Look through the entries below, please, and copy every line with the word "filename".

**** PROVIDED RECORDS

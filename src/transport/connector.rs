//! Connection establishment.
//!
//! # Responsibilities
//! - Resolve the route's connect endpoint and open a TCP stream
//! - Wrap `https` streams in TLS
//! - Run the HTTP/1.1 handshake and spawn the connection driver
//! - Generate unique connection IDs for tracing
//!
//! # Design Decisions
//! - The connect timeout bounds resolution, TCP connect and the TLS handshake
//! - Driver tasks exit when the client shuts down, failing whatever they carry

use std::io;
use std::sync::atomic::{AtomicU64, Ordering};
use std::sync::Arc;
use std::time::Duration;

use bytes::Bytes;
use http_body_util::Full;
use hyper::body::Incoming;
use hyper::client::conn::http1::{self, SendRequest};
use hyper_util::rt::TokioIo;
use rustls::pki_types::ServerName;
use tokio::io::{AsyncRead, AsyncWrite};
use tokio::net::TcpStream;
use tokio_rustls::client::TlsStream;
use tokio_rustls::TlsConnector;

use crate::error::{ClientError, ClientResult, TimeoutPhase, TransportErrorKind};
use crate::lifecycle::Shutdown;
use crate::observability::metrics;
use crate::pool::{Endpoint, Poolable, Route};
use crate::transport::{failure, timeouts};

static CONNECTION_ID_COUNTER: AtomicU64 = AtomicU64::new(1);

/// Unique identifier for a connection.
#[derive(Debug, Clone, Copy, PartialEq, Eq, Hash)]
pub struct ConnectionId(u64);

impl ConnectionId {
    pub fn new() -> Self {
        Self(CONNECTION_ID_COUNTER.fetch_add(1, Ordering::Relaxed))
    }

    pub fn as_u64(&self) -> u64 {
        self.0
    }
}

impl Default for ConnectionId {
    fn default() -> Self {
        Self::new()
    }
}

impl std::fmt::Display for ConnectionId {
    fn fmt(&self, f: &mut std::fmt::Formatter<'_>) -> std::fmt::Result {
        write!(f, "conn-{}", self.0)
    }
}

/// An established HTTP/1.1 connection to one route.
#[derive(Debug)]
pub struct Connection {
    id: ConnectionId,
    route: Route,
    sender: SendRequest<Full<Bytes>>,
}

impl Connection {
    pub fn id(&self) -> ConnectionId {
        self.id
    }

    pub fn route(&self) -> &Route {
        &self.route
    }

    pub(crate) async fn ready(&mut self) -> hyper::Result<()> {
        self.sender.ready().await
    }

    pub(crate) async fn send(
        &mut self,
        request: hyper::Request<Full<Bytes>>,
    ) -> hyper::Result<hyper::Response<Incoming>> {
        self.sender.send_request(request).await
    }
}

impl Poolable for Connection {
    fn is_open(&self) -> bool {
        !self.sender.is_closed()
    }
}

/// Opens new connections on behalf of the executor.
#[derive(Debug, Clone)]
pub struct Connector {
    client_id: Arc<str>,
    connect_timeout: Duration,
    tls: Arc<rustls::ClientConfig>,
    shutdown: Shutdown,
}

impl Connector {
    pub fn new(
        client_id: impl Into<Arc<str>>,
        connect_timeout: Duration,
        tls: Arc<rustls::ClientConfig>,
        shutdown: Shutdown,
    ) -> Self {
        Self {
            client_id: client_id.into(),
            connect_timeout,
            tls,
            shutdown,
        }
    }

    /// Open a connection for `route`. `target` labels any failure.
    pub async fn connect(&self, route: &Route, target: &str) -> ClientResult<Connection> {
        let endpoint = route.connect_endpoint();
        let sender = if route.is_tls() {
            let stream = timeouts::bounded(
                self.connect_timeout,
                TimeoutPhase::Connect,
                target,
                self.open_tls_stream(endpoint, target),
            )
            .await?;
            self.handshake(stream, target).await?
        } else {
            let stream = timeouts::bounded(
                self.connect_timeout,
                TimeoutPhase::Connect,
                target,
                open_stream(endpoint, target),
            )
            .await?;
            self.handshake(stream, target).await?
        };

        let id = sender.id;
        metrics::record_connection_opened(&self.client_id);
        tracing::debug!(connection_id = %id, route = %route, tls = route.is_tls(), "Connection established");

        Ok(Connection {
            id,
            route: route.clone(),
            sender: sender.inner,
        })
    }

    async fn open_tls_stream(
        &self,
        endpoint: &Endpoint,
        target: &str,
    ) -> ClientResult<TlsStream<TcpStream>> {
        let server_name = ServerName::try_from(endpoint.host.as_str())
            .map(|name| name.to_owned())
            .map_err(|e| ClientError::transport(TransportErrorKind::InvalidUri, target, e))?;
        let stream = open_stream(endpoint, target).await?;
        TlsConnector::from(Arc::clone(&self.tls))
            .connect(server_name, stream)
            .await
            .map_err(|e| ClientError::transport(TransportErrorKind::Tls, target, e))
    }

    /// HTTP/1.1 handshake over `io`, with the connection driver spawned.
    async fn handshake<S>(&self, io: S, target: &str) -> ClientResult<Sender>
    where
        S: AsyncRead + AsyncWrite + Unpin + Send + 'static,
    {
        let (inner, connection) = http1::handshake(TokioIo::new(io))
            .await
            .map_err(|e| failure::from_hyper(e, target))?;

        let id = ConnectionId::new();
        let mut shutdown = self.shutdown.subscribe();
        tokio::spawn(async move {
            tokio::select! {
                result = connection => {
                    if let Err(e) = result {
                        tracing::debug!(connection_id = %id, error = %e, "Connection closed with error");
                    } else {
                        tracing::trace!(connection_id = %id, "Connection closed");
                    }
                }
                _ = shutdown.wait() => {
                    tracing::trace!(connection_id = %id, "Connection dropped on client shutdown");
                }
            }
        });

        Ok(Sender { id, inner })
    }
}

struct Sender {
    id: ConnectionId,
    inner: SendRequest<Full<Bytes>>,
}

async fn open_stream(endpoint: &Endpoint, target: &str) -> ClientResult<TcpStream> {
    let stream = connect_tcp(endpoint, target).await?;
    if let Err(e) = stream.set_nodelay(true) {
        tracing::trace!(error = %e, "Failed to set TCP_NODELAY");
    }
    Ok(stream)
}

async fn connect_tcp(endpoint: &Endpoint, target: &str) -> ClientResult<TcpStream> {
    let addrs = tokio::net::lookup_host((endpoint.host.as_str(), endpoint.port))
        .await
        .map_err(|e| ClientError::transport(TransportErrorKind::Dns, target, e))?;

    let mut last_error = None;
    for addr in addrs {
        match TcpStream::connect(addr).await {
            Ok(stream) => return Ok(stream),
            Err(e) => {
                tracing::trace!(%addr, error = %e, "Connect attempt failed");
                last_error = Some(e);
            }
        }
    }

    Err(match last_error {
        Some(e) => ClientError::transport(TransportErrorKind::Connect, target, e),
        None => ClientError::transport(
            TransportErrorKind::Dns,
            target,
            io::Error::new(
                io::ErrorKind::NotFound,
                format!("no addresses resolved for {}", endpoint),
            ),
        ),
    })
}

********
**** PROVIDED RECORDS

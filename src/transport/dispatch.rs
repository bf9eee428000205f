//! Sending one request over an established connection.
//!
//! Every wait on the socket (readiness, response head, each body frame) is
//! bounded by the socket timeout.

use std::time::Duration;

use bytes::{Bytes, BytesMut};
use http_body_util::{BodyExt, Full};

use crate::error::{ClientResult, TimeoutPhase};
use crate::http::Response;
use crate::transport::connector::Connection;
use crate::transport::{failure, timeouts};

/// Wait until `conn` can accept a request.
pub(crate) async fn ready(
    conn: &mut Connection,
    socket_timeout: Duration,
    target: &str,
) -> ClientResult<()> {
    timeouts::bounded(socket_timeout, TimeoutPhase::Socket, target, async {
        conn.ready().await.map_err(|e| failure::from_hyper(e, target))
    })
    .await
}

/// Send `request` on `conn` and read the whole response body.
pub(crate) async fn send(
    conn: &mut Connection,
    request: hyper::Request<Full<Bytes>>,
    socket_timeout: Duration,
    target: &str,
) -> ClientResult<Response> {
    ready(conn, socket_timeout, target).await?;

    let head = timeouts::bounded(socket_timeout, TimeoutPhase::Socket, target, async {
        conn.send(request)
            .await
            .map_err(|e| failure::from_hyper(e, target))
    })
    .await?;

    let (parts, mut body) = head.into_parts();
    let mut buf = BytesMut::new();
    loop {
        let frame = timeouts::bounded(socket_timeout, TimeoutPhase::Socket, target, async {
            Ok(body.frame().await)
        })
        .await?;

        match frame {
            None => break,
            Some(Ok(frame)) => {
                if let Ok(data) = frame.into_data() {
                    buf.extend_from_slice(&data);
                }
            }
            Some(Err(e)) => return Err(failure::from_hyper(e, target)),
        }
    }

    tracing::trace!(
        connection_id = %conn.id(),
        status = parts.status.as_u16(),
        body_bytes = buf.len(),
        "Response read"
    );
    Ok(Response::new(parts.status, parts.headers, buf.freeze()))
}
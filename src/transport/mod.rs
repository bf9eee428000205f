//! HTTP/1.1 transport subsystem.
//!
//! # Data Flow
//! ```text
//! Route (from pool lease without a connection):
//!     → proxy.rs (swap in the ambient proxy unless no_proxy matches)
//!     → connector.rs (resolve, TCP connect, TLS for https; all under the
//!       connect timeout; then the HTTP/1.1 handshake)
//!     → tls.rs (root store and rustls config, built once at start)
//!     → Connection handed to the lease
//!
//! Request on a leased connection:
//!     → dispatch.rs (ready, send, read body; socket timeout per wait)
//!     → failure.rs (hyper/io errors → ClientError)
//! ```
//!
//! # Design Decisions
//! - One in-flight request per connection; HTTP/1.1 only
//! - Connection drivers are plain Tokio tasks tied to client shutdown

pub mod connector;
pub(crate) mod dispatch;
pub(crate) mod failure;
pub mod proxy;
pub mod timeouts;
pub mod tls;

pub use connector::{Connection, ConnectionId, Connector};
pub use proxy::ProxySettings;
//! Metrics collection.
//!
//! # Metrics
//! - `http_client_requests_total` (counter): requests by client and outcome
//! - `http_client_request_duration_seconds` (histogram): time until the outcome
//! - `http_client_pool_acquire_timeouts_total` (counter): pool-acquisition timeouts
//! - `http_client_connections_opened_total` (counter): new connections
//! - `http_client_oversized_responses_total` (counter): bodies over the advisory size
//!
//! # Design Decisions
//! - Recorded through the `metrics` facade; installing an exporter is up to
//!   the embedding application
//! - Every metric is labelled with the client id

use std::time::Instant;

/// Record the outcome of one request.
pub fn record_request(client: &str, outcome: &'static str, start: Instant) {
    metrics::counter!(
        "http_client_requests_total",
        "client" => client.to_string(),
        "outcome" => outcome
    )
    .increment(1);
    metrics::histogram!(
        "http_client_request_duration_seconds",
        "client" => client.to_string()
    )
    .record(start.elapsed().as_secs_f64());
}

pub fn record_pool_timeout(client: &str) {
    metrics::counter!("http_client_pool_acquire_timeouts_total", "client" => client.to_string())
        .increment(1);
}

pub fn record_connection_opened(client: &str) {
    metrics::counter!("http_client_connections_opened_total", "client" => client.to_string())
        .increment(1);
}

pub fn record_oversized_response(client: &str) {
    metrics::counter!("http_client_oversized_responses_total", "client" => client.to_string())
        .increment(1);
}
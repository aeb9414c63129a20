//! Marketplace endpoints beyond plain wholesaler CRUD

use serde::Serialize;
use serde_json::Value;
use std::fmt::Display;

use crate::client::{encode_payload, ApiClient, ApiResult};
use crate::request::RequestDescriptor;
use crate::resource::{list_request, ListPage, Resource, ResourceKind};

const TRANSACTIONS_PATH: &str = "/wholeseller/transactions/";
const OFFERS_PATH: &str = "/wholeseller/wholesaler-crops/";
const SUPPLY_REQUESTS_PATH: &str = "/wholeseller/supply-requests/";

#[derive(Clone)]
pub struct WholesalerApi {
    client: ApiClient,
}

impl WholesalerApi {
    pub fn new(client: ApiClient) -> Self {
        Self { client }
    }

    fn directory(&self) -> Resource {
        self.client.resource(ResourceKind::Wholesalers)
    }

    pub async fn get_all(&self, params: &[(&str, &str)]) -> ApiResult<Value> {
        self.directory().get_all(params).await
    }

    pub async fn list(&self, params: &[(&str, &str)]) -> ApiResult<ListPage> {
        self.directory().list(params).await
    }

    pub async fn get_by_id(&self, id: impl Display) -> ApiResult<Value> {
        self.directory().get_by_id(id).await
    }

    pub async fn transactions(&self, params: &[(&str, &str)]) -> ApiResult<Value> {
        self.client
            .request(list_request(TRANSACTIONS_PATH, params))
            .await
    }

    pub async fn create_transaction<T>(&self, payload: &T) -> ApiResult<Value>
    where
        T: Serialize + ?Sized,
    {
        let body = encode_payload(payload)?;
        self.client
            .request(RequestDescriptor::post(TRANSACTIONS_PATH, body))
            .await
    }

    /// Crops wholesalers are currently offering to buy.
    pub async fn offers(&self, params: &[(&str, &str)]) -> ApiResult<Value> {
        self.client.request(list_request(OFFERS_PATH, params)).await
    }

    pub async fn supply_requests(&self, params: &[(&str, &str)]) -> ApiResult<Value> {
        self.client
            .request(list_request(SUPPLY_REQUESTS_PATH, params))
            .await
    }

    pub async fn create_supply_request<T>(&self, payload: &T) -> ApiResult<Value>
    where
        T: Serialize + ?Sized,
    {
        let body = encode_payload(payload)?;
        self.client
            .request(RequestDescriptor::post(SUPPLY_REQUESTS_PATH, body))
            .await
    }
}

********

- ANSWER FOR THIS EXERCISE -
filename src/transport/connector.rs
filename src/transport/dispatch.rs
filename src/transport/mod.rs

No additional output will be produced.